◆ Material for this task:
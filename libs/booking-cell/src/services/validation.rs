// libs/booking-cell/src/services/validation.rs
use regex::Regex;

use crate::models::{BookAppointmentRequest, BookingError, BookingValidationRules, ValidatedBooking};

pub struct BookingValidator {
    rules: BookingValidationRules,
    name_pattern: Regex,
    phone_pattern: Regex,
    script_pattern: Regex,
}

impl BookingValidator {
    pub fn new(rules: BookingValidationRules) -> Self {
        let name_pattern = Regex::new(r"^[A-Za-z\s]{2,}$")
            .expect("name pattern is a valid regex");
        let phone_pattern = Regex::new(r"^\(?([0-9]{3})\)?[-. ]?([0-9]{3})[-. ]?([0-9]{4})$")
            .expect("phone pattern is a valid regex");
        let script_pattern = Regex::new(r"(?i)javascript:")
            .expect("script pattern is a valid regex");

        Self {
            rules,
            name_pattern,
            phone_pattern,
            script_pattern,
        }
    }

    pub fn with_default_rules() -> Self {
        Self::new(BookingValidationRules::default())
    }

    /// Strips angle brackets and quotes, removes `javascript:` substrings
    /// case-insensitively, and trims surrounding whitespace.
    pub fn sanitize_text(&self, input: &str) -> String {
        let stripped: String = input
            .chars()
            .filter(|c| !matches!(c, '<' | '>' | '\'' | '"'))
            .collect();

        self.script_pattern.replace_all(&stripped, "").trim().to_string()
    }

    pub fn validate_name(&self, name: &str) -> bool {
        self.name_pattern.is_match(name.trim())
    }

    pub fn validate_phone(&self, phone: &str) -> bool {
        self.phone_pattern.is_match(phone.trim())
    }

    /// Formats a phone number toward the `(NNN) NNN-NNNN` pattern. Exactly
    /// ten digits format fully; shorter inputs get best-effort grouping so a
    /// partially-typed value still renders sensibly.
    pub fn format_phone(phone: &str) -> String {
        let digits: String = phone.chars().filter(|c| c.is_ascii_digit()).collect();

        match digits.len() {
            6..=10 => format!("({}) {}-{}", &digits[0..3], &digits[3..6], &digits[6..]),
            3..=5 => format!("({}) {}", &digits[0..3], &digits[3..]),
            1..=2 => format!("({}", digits),
            _ => phone.to_string(),
        }
    }

    /// Runs the full submission check: sanitize every free-text field, then
    /// apply the per-field rules. The first failing field wins; each failure
    /// carries its own user-facing message and nothing is persisted.
    pub fn validate(&self, request: &BookAppointmentRequest) -> Result<ValidatedBooking, BookingError> {
        let name = self.sanitize_text(&request.name);
        let phone = self.sanitize_text(&Self::format_phone(&request.phone));
        let car_model = self.sanitize_text(&request.car_model);
        let message = request
            .message
            .as_deref()
            .map(|m| self.sanitize_text(m))
            .unwrap_or_default();

        if car_model.is_empty() {
            return Err(BookingError::CarModelMissing);
        }
        if car_model.chars().count() > self.rules.max_car_model_chars {
            return Err(BookingError::CarModelTooLong(self.rules.max_car_model_chars));
        }
        if !self.validate_name(&name) {
            return Err(BookingError::InvalidName);
        }
        if !self.validate_phone(&phone) {
            return Err(BookingError::InvalidPhone);
        }
        if message.chars().count() > self.rules.max_message_chars {
            return Err(BookingError::MessageTooLong(self.rules.max_message_chars));
        }

        Ok(ValidatedBooking {
            name,
            phone,
            car_model,
            message: if message.is_empty() { None } else { Some(message) },
        })
    }
}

◆ What to produce:
Write out word for word only the lines from the start of the entries down to the line with "pub fn new(rules: BookingValidationRules)", please, including both ends.

◆ Response to this exercise:
filename libs/booking-cell/src/services/validation.rs
// libs/booking-cell/src/services/validation.rs
use regex::Regex;

use crate::models::{BookAppointmentRequest, BookingError, BookingValidationRules, ValidatedBooking};

pub struct BookingValidator {
    rules: BookingValidationRules,
    name_pattern: Regex,
    phone_pattern: Regex,
    script_pattern: Regex,
}

impl BookingValidator {
    pub fn new(rules: BookingValidationRules) -> Self {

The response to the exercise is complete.